INTRODUCTION: Sodium-glucose linked transporter (SGLT) inhibitors could improve glycaemia and simplify insulin regimens in recent-onset type 1 diabetes (T1D), provided they were well-tolerated and safe. This study aimed to determine the feasibility and safety of a SGLT inhibitor for the treatment of recent-onset T1D. METHOD: An open label, prospective pilot study in adults with recent-onset T1D was performed. Empagliflozin, 25 mg orally daily, was given in combination with insulin and multidisciplinary care during a 24-week treatment phase, followed by wash-out visits at weeks 30 and 36. RESULTS: Fourteen participants (4 women; median age 26 years) began and 13 completed the study. No treatment-emergent serious adverse events were observed, with fatigue and genital infection the most common side-effects. Four participants stopped mealtime insulin for at least one month when taking empagliflozin.
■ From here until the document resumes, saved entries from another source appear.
//! Error types for delivery.

use thiserror::Error;
use webpush_envelope::{EncryptError, KeyGenerationError, VapidError};

// ---------------------------------------------------------------------------
// Construction-time errors
// ---------------------------------------------------------------------------

#[derive(Debug, Error)]
pub enum ConfigError {
    #[error("{0} is required")]
    Missing(&'static str),

    #[error("{var} has an invalid value: {value:?}")]
    Invalid { var: &'static str, value: String },

    #[error("VAPID identity: {0}")]
    Vapid(#[from] VapidError),

    #[error("encryption keys: {0}")]
    Keys(#[from] KeyGenerationError),

    #[error("http client: {0}")]
    HttpClient(String),

    #[error("key rotation: {0}")]
    Rotation(#[from] RotationSpawnError),
}

/// Why a [`RotationTask`](crate::RotationTask) could not be started.
#[derive(Debug, Clone, Copy, PartialEq, Eq, Error)]
pub enum RotationSpawnError {
    #[error("no tokio runtime is running")]
    NoRuntime,

    #[error("interval must be non-zero")]
    ZeroInterval,
}

// ---------------------------------------------------------------------------
// Push service responses
// ---------------------------------------------------------------------------

/// Push-service semantics of a non-success status code.
#[derive(Debug, Clone, Copy, PartialEq, Eq, Error)]
pub enum PushServiceError {
    #[error("bad request: check the subscription data and message format")]
    BadRequest,

    #[error("unauthorized: the request requires authentication")]
    Unauthorized,

    #[error("forbidden: the server understood the request, but is refusing to fulfill it")]
    Forbidden,

    #[error("subscription not found: the user may have unsubscribed or the subscription may have expired")]
    NotFound,

    #[error("subscription is no longer active: delete it from the server")]
    Gone,

    #[error("too many requests: try again later")]
    TooManyRequests,

    #[error("internal server error: try again later")]
    InternalServerError,

    #[error("service unavailable: try again later")]
    ServiceUnavailable,

    #[error("unexpected response from the server (status {0})")]
    UnexpectedResponse(u16),
}

impl PushServiceError {
    /// The subscription is dead; the caller should remove it.
    pub fn should_delete_subscription(&self) -> bool {
        matches!(self, Self::NotFound | Self::Gone)
    }

    /// Transient push-service condition; the caller may retry later.
    pub fn is_retryable(&self) -> bool {
        matches!(
            self,
            Self::TooManyRequests | Self::InternalServerError | Self::ServiceUnavailable
        )
    }
}

// ---------------------------------------------------------------------------
// Transport
// ---------------------------------------------------------------------------

/// Failure reported by a [`Transport`](crate::Transport) implementation.
#[derive(Debug, Error)]
#[error("{message}")]
pub struct TransportError {
    message: String,
    #[source]
    source: Option<Box<dyn std::error::Error + Send + Sync>>,
}

impl TransportError {
    pub fn new(message: impl Into<String>) -> Self {
        Self {
            message: message.into(),
            source: None,
        }
    }

    pub fn with_source(
        message: impl Into<String>,
        source: impl std::error::Error + Send + Sync + 'static,
    ) -> Self {
        Self {
            message: message.into(),
            source: Some(Box::new(source)),
        }
    }
}

impl From<reqwest::Error> for TransportError {
    fn from(e: reqwest::Error) -> Self {
        let message = if e.is_timeout() {
            "request timed out".to_string()
        } else if e.is_connect() {
            "connection failed".to_string()
        } else {
            "request failed".to_string()
        };
        Self::with_source(message, e)
    }
}

// ---------------------------------------------------------------------------
// Send
// ---------------------------------------------------------------------------

#[derive(Debug, Error)]
pub enum DispatchError {
    #[error("encrypting message: {0}")]
    Encrypt(#[from] EncryptError),

    #[error("building VAPID header: {0}")]
    Vapid(#[from] VapidError),

    #[error("delivering to {endpoint}: {source}")]
    Transport {
        endpoint: String,
        #[source]
        source: TransportError,
    },

    #[error(transparent)]
    PushService(#[from] PushServiceError),
}

impl DispatchError {
    pub fn push_service(&self) -> Option<PushServiceError> {
        match self {
            Self::PushService(e) => Some(*e),
            _ => None,
        }
    }

    pub fn should_delete_subscription(&self) -> bool {
        self.push_service()
            .is_some_and(|e| e.should_delete_subscription())
    }

    pub fn is_retryable(&self) -> bool {
        self.push_service().is_some_and(|e| e.is_retryable())
    }
}

/// Unknown urgency token.
#[derive(Debug, Clone, PartialEq, Eq, Error)]
#[error("unknown urgency {0:?}: expected very-low, low, normal or high")]
pub struct ParseUrgencyError(pub String);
At week 24, median weight, HbA1c and insulin dose decreased by 4.4 kg, 1.5% (17 mmol/mol) and 0.03 units/kg/day, respectively. Meal-stimulated C-peptide was maintained during the treatment phase and then decreased at 36 weeks. CONCLUSIONS: Treatment of adults with empagliflozin within 100 days of T1D diagnosis appeared safe and was associated with improved clinical outcomes. These findings justify a definitive trial to determine if SGLT inhibitors simplify treatment regimens and improve clinical outcomes in recent-onset T1D. REGISTRATION: ACTRN12617000016336.